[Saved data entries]
------------------------------------
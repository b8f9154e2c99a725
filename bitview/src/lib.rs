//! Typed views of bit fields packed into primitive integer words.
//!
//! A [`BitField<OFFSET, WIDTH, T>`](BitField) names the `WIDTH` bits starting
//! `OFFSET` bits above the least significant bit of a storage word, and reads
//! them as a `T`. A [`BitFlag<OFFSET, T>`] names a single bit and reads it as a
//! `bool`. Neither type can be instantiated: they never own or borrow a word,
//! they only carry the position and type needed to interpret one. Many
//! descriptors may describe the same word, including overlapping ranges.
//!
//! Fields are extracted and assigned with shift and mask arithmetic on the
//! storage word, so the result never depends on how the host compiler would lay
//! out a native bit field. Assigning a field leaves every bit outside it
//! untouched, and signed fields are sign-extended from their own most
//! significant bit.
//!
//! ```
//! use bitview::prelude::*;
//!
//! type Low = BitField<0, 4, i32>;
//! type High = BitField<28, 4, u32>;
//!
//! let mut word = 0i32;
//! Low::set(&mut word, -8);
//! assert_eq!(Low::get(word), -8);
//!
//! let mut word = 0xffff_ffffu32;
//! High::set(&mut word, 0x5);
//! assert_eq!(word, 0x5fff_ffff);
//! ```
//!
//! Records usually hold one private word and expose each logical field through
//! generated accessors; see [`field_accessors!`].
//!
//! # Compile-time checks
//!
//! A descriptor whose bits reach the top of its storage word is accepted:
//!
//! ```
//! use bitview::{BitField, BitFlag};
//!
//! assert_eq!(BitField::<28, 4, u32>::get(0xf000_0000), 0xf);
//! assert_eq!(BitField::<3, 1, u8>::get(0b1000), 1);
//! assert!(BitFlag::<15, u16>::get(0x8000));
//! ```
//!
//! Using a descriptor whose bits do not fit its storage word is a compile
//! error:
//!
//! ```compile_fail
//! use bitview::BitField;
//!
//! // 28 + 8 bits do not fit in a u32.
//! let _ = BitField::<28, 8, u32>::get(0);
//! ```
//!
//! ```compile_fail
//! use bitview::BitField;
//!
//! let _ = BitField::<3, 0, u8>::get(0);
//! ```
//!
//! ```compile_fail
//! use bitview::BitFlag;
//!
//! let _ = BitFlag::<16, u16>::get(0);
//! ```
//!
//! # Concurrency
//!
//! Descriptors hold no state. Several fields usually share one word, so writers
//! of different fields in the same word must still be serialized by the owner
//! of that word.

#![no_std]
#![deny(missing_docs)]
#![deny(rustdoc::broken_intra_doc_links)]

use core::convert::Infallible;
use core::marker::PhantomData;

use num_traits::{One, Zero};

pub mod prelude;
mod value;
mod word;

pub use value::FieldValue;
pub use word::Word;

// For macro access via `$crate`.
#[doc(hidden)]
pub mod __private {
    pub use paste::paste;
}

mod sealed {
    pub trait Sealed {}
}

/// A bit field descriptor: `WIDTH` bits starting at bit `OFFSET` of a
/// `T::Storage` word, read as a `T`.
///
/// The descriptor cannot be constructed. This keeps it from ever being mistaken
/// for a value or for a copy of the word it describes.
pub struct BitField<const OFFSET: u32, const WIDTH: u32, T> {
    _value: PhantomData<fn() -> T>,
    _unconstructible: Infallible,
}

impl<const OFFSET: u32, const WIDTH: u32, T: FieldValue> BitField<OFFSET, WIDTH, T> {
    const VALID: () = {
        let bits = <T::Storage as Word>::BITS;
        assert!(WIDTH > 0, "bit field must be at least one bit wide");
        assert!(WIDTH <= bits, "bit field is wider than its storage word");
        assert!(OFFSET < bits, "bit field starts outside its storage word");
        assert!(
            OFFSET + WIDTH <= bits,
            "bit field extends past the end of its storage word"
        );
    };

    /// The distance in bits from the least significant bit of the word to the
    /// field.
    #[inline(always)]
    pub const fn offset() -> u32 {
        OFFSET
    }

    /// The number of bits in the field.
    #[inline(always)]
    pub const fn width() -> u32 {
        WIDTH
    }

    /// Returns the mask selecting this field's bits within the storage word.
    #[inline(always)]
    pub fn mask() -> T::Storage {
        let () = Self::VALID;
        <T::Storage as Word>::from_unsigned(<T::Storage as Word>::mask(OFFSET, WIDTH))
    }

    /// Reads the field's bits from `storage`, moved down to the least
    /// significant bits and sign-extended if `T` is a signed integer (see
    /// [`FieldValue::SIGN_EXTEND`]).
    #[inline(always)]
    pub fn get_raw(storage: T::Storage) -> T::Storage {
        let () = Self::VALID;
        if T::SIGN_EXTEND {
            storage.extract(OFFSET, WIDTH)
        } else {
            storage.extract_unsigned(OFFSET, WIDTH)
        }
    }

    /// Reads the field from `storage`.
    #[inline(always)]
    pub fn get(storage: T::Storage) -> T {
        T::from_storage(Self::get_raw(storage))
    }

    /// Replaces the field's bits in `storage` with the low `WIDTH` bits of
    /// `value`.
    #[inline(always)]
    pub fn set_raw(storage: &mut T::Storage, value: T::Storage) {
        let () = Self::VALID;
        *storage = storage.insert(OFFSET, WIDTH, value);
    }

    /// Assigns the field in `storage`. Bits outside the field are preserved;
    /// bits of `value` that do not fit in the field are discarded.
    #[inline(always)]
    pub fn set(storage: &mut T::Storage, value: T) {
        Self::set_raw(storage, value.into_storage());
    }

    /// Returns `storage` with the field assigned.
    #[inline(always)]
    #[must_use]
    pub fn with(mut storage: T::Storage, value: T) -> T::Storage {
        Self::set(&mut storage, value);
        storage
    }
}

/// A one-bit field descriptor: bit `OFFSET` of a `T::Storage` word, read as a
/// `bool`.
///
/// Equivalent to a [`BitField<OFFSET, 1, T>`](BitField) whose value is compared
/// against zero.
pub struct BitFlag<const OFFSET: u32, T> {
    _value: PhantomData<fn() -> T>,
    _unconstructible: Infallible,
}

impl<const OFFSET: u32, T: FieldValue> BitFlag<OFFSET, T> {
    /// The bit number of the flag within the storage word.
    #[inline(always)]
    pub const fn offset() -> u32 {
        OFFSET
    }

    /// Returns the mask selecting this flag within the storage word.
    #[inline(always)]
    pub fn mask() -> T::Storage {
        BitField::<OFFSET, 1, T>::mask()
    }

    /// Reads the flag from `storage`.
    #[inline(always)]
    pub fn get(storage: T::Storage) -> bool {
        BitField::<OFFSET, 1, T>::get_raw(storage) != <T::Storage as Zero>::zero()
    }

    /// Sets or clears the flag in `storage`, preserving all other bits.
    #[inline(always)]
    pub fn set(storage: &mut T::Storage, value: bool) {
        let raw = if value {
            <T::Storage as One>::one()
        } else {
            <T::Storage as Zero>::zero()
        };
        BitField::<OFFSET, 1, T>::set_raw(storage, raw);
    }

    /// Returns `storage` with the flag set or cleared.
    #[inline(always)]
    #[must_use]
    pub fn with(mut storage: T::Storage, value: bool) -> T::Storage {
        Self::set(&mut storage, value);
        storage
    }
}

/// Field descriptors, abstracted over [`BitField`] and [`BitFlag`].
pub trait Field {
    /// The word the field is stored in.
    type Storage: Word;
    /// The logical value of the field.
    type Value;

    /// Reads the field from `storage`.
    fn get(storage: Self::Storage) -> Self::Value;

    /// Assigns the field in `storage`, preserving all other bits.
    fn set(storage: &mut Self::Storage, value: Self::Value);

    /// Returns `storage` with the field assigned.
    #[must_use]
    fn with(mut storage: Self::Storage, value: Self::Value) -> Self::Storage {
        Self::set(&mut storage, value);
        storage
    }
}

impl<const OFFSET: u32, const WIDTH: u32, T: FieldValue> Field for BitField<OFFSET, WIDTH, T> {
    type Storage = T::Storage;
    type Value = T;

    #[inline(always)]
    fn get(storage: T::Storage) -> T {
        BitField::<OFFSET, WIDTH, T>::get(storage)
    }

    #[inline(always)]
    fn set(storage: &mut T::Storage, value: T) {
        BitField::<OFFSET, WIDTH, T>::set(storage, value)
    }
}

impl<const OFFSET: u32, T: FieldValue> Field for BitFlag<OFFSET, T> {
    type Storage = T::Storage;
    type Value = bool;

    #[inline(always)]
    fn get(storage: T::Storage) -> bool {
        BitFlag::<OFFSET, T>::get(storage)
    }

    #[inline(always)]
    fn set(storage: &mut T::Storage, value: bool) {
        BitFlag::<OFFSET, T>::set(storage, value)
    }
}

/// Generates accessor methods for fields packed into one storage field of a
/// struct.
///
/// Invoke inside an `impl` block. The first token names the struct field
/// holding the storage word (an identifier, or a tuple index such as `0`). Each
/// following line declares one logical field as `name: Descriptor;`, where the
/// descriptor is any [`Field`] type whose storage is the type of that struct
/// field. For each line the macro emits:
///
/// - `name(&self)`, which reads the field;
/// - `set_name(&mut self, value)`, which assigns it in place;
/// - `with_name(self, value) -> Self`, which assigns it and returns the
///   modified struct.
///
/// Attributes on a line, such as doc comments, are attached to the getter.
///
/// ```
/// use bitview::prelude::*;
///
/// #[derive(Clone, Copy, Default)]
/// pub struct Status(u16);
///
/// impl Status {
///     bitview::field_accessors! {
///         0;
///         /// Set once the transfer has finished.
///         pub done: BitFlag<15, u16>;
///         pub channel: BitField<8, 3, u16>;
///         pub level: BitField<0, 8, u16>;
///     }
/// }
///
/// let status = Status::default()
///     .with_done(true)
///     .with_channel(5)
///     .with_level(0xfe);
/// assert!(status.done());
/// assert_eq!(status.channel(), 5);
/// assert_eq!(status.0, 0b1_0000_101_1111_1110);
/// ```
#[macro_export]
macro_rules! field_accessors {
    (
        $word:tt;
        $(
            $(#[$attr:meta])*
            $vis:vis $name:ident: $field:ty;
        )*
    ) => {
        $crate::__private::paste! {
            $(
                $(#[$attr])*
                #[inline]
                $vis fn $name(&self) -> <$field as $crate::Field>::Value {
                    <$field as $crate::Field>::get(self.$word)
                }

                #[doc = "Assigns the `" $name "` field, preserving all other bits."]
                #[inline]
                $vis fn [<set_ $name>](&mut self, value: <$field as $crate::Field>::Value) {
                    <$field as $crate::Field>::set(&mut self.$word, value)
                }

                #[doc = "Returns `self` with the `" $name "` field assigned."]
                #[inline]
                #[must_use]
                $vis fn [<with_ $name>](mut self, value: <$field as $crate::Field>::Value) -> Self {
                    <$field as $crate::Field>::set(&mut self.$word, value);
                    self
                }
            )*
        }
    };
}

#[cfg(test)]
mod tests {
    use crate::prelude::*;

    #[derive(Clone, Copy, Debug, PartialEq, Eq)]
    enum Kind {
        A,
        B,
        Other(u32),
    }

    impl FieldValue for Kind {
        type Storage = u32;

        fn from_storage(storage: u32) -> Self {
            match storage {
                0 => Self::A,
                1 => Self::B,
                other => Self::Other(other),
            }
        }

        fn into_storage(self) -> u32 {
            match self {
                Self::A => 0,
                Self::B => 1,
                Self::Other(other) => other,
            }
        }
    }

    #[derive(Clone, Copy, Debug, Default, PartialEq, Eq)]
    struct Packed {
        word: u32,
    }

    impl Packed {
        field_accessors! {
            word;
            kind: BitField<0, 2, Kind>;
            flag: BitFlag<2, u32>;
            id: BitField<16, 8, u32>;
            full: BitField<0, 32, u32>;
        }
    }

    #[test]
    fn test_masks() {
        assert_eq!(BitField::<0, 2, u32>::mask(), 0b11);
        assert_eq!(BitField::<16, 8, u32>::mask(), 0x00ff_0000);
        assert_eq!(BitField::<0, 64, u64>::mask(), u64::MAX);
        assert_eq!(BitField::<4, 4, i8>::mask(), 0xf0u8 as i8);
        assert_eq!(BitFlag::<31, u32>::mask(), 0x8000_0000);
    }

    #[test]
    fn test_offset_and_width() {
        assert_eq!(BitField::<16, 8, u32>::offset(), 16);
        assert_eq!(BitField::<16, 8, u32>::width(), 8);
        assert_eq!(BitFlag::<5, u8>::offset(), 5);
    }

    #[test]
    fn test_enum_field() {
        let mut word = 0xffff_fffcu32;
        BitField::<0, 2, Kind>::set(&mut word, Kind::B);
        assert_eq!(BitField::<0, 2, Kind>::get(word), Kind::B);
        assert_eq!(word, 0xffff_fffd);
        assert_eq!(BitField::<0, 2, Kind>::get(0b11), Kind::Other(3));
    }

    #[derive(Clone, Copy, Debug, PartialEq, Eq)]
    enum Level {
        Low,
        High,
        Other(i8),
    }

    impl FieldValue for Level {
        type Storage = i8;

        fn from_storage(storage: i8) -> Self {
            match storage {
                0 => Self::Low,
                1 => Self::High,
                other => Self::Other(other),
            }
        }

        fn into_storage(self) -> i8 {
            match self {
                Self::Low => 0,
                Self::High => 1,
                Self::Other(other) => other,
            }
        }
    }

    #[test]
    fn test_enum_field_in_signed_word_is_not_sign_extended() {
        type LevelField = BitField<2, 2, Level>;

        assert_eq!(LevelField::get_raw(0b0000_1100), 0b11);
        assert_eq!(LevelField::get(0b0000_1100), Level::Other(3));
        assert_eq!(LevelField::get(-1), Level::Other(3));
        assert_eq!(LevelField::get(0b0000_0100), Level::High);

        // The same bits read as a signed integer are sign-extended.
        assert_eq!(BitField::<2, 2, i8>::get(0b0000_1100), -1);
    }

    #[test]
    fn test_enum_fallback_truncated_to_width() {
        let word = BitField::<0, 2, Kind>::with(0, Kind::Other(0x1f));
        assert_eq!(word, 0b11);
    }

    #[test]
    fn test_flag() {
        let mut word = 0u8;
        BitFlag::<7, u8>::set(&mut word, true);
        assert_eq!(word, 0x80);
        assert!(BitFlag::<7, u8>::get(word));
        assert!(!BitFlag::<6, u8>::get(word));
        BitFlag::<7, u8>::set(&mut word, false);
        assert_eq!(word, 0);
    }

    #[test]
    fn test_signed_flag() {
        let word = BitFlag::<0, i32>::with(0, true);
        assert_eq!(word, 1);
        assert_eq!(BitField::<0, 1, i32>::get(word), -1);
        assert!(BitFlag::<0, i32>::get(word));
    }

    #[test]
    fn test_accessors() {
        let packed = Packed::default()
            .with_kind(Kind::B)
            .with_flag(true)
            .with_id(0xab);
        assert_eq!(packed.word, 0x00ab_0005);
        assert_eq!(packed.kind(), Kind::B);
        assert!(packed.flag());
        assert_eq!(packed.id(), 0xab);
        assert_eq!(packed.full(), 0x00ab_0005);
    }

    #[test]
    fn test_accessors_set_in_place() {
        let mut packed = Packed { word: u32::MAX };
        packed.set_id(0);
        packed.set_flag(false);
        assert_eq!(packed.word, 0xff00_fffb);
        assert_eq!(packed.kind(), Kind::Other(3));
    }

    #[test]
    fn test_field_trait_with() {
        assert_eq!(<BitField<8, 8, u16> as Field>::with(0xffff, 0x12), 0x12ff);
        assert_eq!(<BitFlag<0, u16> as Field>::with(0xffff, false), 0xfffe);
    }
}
------------------------------------
* Task statement: The answer must be every line from the records above that contains the word "integer", copied out.

* Answer to this problem:
//! Typed views of bit fields packed into primitive integer words.
    /// significant bits and sign-extended if `T` is a signed integer (see
        // The same bits read as a signed integer are sign-extended.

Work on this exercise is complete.